Thanks, this is quite useful.

Still, it is rather difficult to imagine that they can be right. The standard argument seems to be quite compact.

Consider an ecosystem of human-equivalent artificial software engineers and artificial AI researchers. Take a population of those and make them work on producing a better, faster, more competent next generation of artificial software engineers and artificial AI researchers. Repeat using a population of better, faster, more competent entities, etc... If this saturates, it would probably saturate very far above human level...

(Of course, if people still believe that human-equivalent artificial software engineers and human-equivalent artificial AI researchers are a tall order, then skepticism is quite justified. But it's getting more and more difficult to believe that...) 

If this saturates, it would probably saturate very far above human level...

Foom is a much stronger claim than this. It's saying that there will be an incredibly fast, localized intelligence explosion involving literally one single AI system improving itself. Your scenario of an "ecosystem" of independent AI researchers working together sounds more like the "slow" takeoff of Christiano or Hanson than EY-style fast takeoff.

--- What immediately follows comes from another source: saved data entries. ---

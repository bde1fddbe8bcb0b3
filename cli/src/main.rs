// SPDX-FileCopyrightText: 2025 Zexin Yuan <aim@yzx9.xyz>
//
// SPDX-License-Identifier: Apache-2.0

use std::error::Error;

#[tokio::main]
async fn main() -> Result<(), Box<dyn Error>> {
    farmcal_cli::run().await
}
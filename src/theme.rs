use std::collections::HashMap;

use serde::Deserialize;

/// One theme token. Colors are plain strings, sizes are numbers, and the
/// zoom-dependent opacity settings are `(zoom, value)` control-point lists.
#[derive(Debug, Clone, PartialEq, Deserialize)]
#[serde(untagged)]
pub enum Token {
    Number(f64),
    Text(String),
    Curve(Vec<[f64; 2]>),
}

/// Flat token map loaded from a theme file. Plays the role a stylesheet
/// variable lookup plays when the diagram is hosted in a browser: resolved
/// properties consult it before falling back to their hardcoded defaults.
#[derive(Debug, Clone, Default)]
pub struct ThemeVars {
    tokens: HashMap<String, Token>,
}

impl ThemeVars {
    pub fn from_toml(content: &str) -> Result<Self, String> {
        let tokens: HashMap<String, Token> =
            toml::from_str(content).map_err(|e| format!("Failed to parse theme TOML: {}", e))?;
        Ok(Self { tokens })
    }

    pub fn from_yaml(content: &str) -> Result<Self, String> {
        let tokens: HashMap<String, Token> = serde_yaml::from_str(content)
            .map_err(|e| format!("Failed to parse theme YAML: {}", e))?;
        Ok(Self { tokens })
    }

    pub fn color(&self, key: &str) -> Option<String> {
        match self.tokens.get(key) {
            Some(Token::Text(value)) if !value.is_empty() => Some(value.clone()),
            _ => None,
        }
    }

    pub fn number(&self, key: &str) -> Option<f64> {
        match self.tokens.get(key) {
            Some(Token::Number(value)) => Some(*value),
            _ => None,
        }
    }

    pub fn curve(&self, key: &str) -> Option<Vec<(f64, f64)>> {
        match self.tokens.get(key) {
            Some(Token::Curve(points)) => Some(points.iter().map(|p| (p[0], p[1])).collect()),
            _ => None,
        }
    }
}

#[cfg(test)]
mod tests {
    use super::ThemeVars;

    #[test]
    fn parses_toml_tokens() {
        let vars = ThemeVars::from_toml(
            r##"
surface = "#101418"
thickness = 6.0
shadow-opacity = [[20.0, 20.0], [40.0, 0.0]]
"##,
        )
        .expect("valid theme");

        assert_eq!(vars.color("surface").as_deref(), Some("#101418"));
        assert_eq!(vars.number("thickness"), Some(6.0));
        assert_eq!(
            vars.curve("shadow-opacity"),
            Some(vec![(20.0, 20.0), (40.0, 0.0)])
        );
    }

    #[test]
    fn parses_yaml_tokens() {
        let vars =
            ThemeVars::from_yaml("surface: \"#101418\"\nfont-size: 14\n").expect("valid theme");
        assert_eq!(vars.color("surface").as_deref(), Some("#101418"));
        assert_eq!(vars.number("font-size"), Some(14.0));
    }

    #[test]
    fn missing_and_mistyped_keys_resolve_to_none() {
        let vars = ThemeVars::from_toml("surface = \"#101418\"").expect("valid theme");
        assert_eq!(vars.color("primary"), None);
        assert_eq!(vars.number("surface"), None);
        assert_eq!(vars.curve("surface"), None);
    }
}
#[cfg(test)]
mod tests {
    use serde_json::json;

    use super::{assign_subpathway_colors, compile, node_image_style};
    use crate::diagram::types::{EdgeData, EdgeDefinition, Elements, NodeData, NodeDefinition};
    use crate::image::{ImageEngine, NodeHandle};
    use crate::properties::Properties;

    fn find<'a>(rules: &'a [super::StyleRule], selector: &str) -> &'a super::StyleRule {
        rules
            .iter()
            .find(|r| r.selector == selector)
            .unwrap_or_else(|| panic!("missing rule {}", selector))
    }

    #[test]
    fn category_rules_carry_their_fill() {
        let rules = compile(&Properties::default());
        assert_eq!(
            find(&rules, "node.Protein").style["background-color"],
            json!("#001F29")
        );
        assert_eq!(
            find(&rules, "node.reaction").style["width"],
            json!(24.0)
        );
        assert_eq!(
            find(&rules, "edge.catalysis").style["target-arrow-shape"],
            json!("circle")
        );
    }

    #[test]
    fn omitted_reactions_get_an_icon() {
        let rules = compile(&Properties::default());
        let icon = &find(&rules, "node.omitted").style["background-image"];
        assert!(icon.as_str().unwrap().starts_with("data:image/svg+xml"));
    }

    #[test]
    fn image_style_resolves_through_the_engine() {
        let engine = ImageEngine::new(Properties::default());
        let node = NodeHandle {
            id: "1".to_string(),
            classes: vec!["Protein".to_string(), "flag".to_string()],
            width: 100.0,
            height: 60.0,
            selected: false,
        };
        let style = node_image_style(&engine, &node);
        assert_eq!(style["background-image"].as_array().unwrap().len(), 1);
        assert_eq!(style["bounds-expansion"], json!(8.0));
    }

    #[test]
    fn subpathway_colors_are_distinct_and_propagate() {
        let shadow = |id: &str, reactome_id: i64| NodeDefinition {
            data: NodeData {
                id: id.to_string(),
                reactome_id: Some(reactome_id),
                ..Default::default()
            },
            classes: vec!["Shadow".to_string()],
            ..Default::default()
        };
        let mut elements = Elements {
            nodes: vec![shadow("90", 900), shadow("91", 901)],
            edges: vec![EdgeDefinition {
                data: EdgeData {
                    id: "e".to_string(),
                    pathway: Some(901),
                    ..Default::default()
                },
                classes: vec!["shadow".to_string()],
                ..Default::default()
            }],
        };
        assign_subpathway_colors(&Properties::default(), &mut elements);

        let first = elements.nodes[0].data.color.clone().unwrap();
        let second = elements.nodes[1].data.color.clone().unwrap();
        assert_ne!(first, second);
        assert_eq!(elements.edges[0].data.color.as_deref(), Some(second.as_str()));
    }
}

That depends on the dynamics, not on whether it is localized or distributed. E.g. if it includes a take-over of a large part of Internet, it will end up very distributed, so presumably a successful foom will get more distributed as it unfolds... But initially, a company will have it on its own local cluster, so it might be fairly localized for a while, depending on how they structure it...

(The monolithic abstractions, like a "singleton", are very questionable. Even a single human is fruitfully decomposed into a "society of minds" following Minsky. It might look "monolithic" or a "singleton" from the outside, but it will have all kinds of non-trivial internal dynamics, internal discourse, internal disagreements, and so on; this rich internal structure might be somewhat observable from the outside, or might be hidden.)

The real uncertainty is time: what timeframe for an "intelligence explosition" people are ready to call "foom" vs slow takeoff? https://www.lesswrong.com/tag/ai-takeoff makes a choice of putting this boundary between months and years:

A soft takeoff refers to an AGI that would self-improve over a period of years or decades.

A hard takeoff (or an AI going "FOOM" [2]) refers to AGI expansion in a matter of minutes, days, or months.

I certainly don't think the scheme I described would work in minutes, I am less certain about days, and I am mostly thinking in terms of weeks (months do feel a bit too long to me, although who knows).